• _DATA_
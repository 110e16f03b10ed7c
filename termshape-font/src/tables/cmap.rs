use termshape_data::{Error, Result};

use crate::reader::Reader;

/// A parsed `cmap` table: the chosen Unicode subtable's format and raw
/// bytes, selected up front so repeated `glyph_index` calls don't
/// re-walk the encoding record list.
pub struct CmapSubtable<'a> {
    format: u16,
    data: &'a [u8],
}

/// Picks the best Unicode subtable from `cmap`'s encoding records,
/// preferring platform=3 (Windows) encoding 10 (UCS-4) then encoding 1
/// (BMP), per spec §4.1's stated preference order, falling back to any
/// other subtable whose format this decoder understands.
pub fn select_subtable<'a>(cmap: &'a [u8]) -> Result<CmapSubtable<'a>> {
    let mut r = Reader::new(cmap);
    let _version = r.u16()?;
    let num_tables = r.u16()?;

    let mut best: Option<(u16, u16, u32)> = None; // (platform, encoding, offset)
    for _ in 0..num_tables {
        let platform_id = r.u16()?;
        let encoding_id = r.u16()?;
        let offset = r.u32()?;

        let rank = encoding_rank(platform_id, encoding_id);
        if let Some(r) = rank {
            let better = match best {
                None => true,
                Some((bp, be, _)) => r > rank_for(bp, be),
            };
            if better {
                best = Some((platform_id, encoding_id, offset));
            }
        }
    }

    let (_, _, offset) = best.ok_or_else(|| {
        Error::unsupported_format("cmap has no usable platform=3 or unicode subtable")
    })?;

    let mut sub = Reader::at(cmap, offset as usize);
    let format = sub.u16()?;
    if !matches!(format, 0 | 4 | 6 | 12) {
        return Err(Error::unsupported_format(format!("cmap subtable format {format}")));
    }

    Ok(CmapSubtable { format, data: &cmap[offset as usize..] })
}

/// Returns a preference rank (higher is better) for platform=3
/// encoding∈{1,10}, or `None` if the (platform, encoding) pair isn't
/// one this decoder will use.
fn encoding_rank(platform_id: u16, encoding_id: u16) -> Option<u8> {
    match (platform_id, encoding_id) {
        (3, 10) => Some(3),
        (3, 1) => Some(2),
        (0, _) => Some(1), // Unicode platform, any encoding
        _ => None,
    }
}

fn rank_for(platform_id: u16, encoding_id: u16) -> u8 {
    encoding_rank(platform_id, encoding_id).unwrap_or(0)
}

impl<'a> CmapSubtable<'a> {
    /// Maps a code point to a glyph id; unknown code points return 0
    /// (`.notdef`), per spec §4.1.
    pub fn glyph_index(&self, cp: u32) -> Result<u16> {
        match self.format {
            0 => self.glyph_index_format0(cp),
            4 => self.glyph_index_format4(cp),
            6 => self.glyph_index_format6(cp),
            12 => self.glyph_index_format12(cp),
            other => Err(Error::unsupported_format(format!("cmap format {other}"))),
        }
    }

    fn glyph_index_format0(&self, cp: u32) -> Result<u16> {
        if cp > 255 {
            return Ok(0);
        }
        let mut r = Reader::at(self.data, 6 + cp as usize);
        Ok(r.u8()? as u16)
    }

    fn glyph_index_format6(&self, cp: u32) -> Result<u16> {
        let mut r = Reader::at(self.data, 6);
        let first_code = r.u16()? as u32;
        let entry_count = r.u16()? as u32;

        if cp < first_code || cp >= first_code + entry_count {
            return Ok(0);
        }

        let index = cp - first_code;
        let mut g = Reader::at(self.data, 10 + index as usize * 2);
        g.u16()
    }

    /// Segment search over format 4's `endCode`/`startCode`/`idDelta`/
    /// `idRangeOffset` parallel arrays (spec §4.1: "segment search +
    /// delta / range-offset").
    fn glyph_index_format4(&self, cp: u32) -> Result<u16> {
        if cp > 0xFFFF {
            return Ok(0);
        }
        let cp = cp as u16;

        let mut r = Reader::at(self.data, 6);
        let seg_count_x2 = r.u16()?;
        let seg_count = (seg_count_x2 / 2) as usize;
        r.skip(6)?; // searchRange, entrySelector, rangeShift

        let end_codes_offset = 14;
        let start_codes_offset = end_codes_offset + seg_count * 2 + 2; // +2 for reservedPad
        let id_delta_offset = start_codes_offset + seg_count * 2;
        let id_range_offset_offset = id_delta_offset + seg_count * 2;

        let mut end_reader = Reader::at(self.data, end_codes_offset);
        let mut segment = None;
        for i in 0..seg_count {
            let end_code = end_reader.u16()?;
            if cp <= end_code {
                segment = Some(i);
                break;
            }
        }
        let Some(i) = segment else {
            return Ok(0);
        };

        let mut start_reader = Reader::at(self.data, start_codes_offset + i * 2);
        let start_code = start_reader.u16()?;
        if cp < start_code {
            return Ok(0);
        }

        let mut delta_reader = Reader::at(self.data, id_delta_offset + i * 2);
        let id_delta = delta_reader.i16()?;

        let mut range_reader = Reader::at(self.data, id_range_offset_offset + i * 2);
        let id_range_offset = range_reader.u16()?;

        if id_range_offset == 0 {
            return Ok(cp.wrapping_add(id_delta as u16));
        }

        // glyphIdArray index per the spec formula:
        // *(idRangeOffset[i]/2 + (c - startCode[i]) + &idRangeOffset[i])
        let glyph_index_addr = id_range_offset_offset
            + i * 2
            + id_range_offset as usize
            + (cp - start_code) as usize * 2;
        let mut gid_reader = Reader::at(self.data, glyph_index_addr);
        let raw_gid = gid_reader.u16()?;

        if raw_gid == 0 {
            return Ok(0);
        }
        Ok(raw_gid.wrapping_add(id_delta as u16))
    }

    fn glyph_index_format12(&self, cp: u32) -> Result<u16> {
        let mut r = Reader::at(self.data, 12);
        let num_groups = r.u32()?;

        let groups_offset = 16;
        for g in 0..num_groups {
            let mut group_reader = Reader::at(self.data, groups_offset + g as usize * 12);
            let start_char = group_reader.u32()?;
            let end_char = group_reader.u32()?;
            let start_glyph = group_reader.u32()?;

            if cp >= start_char && cp <= end_char {
                return Ok((start_glyph + (cp - start_char)) as u16);
            }
        }

        Ok(0)
    }
}

#[cfg(test)]
mod tests {
    use super::*;

    fn build_format4_subtable() -> Vec<u8> {
        // One segment: 'A'..'Z' (0x41..=0x5A) mapped with idDelta, plus
        // the mandatory terminating 0xFFFF segment.
        let seg_count = 2u16;
        let mut data = Vec::new();
        data.extend_from_slice(&4u16.to_be_bytes()); // format
        data.extend_from_slice(&0u16.to_be_bytes()); // length (unused by reader)
        data.extend_from_slice(&0u16.to_be_bytes()); // language
        data.extend_from_slice(&(seg_count * 2).to_be_bytes());
        data.extend_from_slice(&0u16.to_be_bytes()); // searchRange
        data.extend_from_slice(&0u16.to_be_bytes()); // entrySelector
        data.extend_from_slice(&0u16.to_be_bytes()); // rangeShift

        // endCode[]
        data.extend_from_slice(&0x5Au16.to_be_bytes());
        data.extend_from_slice(&0xFFFFu16.to_be_bytes());
        // reservedPad
        data.extend_from_slice(&0u16.to_be_bytes());
        // startCode[]
        data.extend_from_slice(&0x41u16.to_be_bytes());
        data.extend_from_slice(&0xFFFFu16.to_be_bytes());
        // idDelta[]: map 'A' (0x41) -> glyph 1, so delta = 1 - 0x41
        let delta = (1i32 - 0x41i32) as i16;
        data.extend_from_slice(&delta.to_be_bytes());
        data.extend_from_slice(&1i16.to_be_bytes());
        // idRangeOffset[]
        data.extend_from_slice(&0u16.to_be_bytes());
        data.extend_from_slice(&0u16.to_be_bytes());

        data
    }

    #[test]
    fn format4_maps_letter_in_segment() {
        let data = build_format4_subtable();
        let sub = CmapSubtable { format: 4, data: &data };
        assert_eq!(sub.glyph_index('A' as u32).unwrap(), 1);
        assert_eq!(sub.glyph_index('B' as u32).unwrap(), 2);
    }

    #[test]
    fn format4_unmapped_codepoint_is_notdef() {
        let data = build_format4_subtable();
        let sub = CmapSubtable { format: 4, data: &data };
        assert_eq!(sub.glyph_index('!' as u32).unwrap(), 0);
    }

    #[test]
    fn format0_maps_byte_codes_directly() {
        let mut data = vec![0u8; 6];
        data[0..2].copy_from_slice(&0u16.to_be_bytes());
        let mut glyph_ids = vec![0u8; 256];
        glyph_ids[65] = 7;
        data.extend_from_slice(&glyph_ids);
        let sub = CmapSubtable { format: 0, data: &data };
        assert_eq!(sub.glyph_index(65).unwrap(), 7);
    }
}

• _EXERCISE OBJECTIVE_
Provide nothing but the number of lines in the material above in which the string "Result" is found.

• _EXERCISE SOLUTION_
7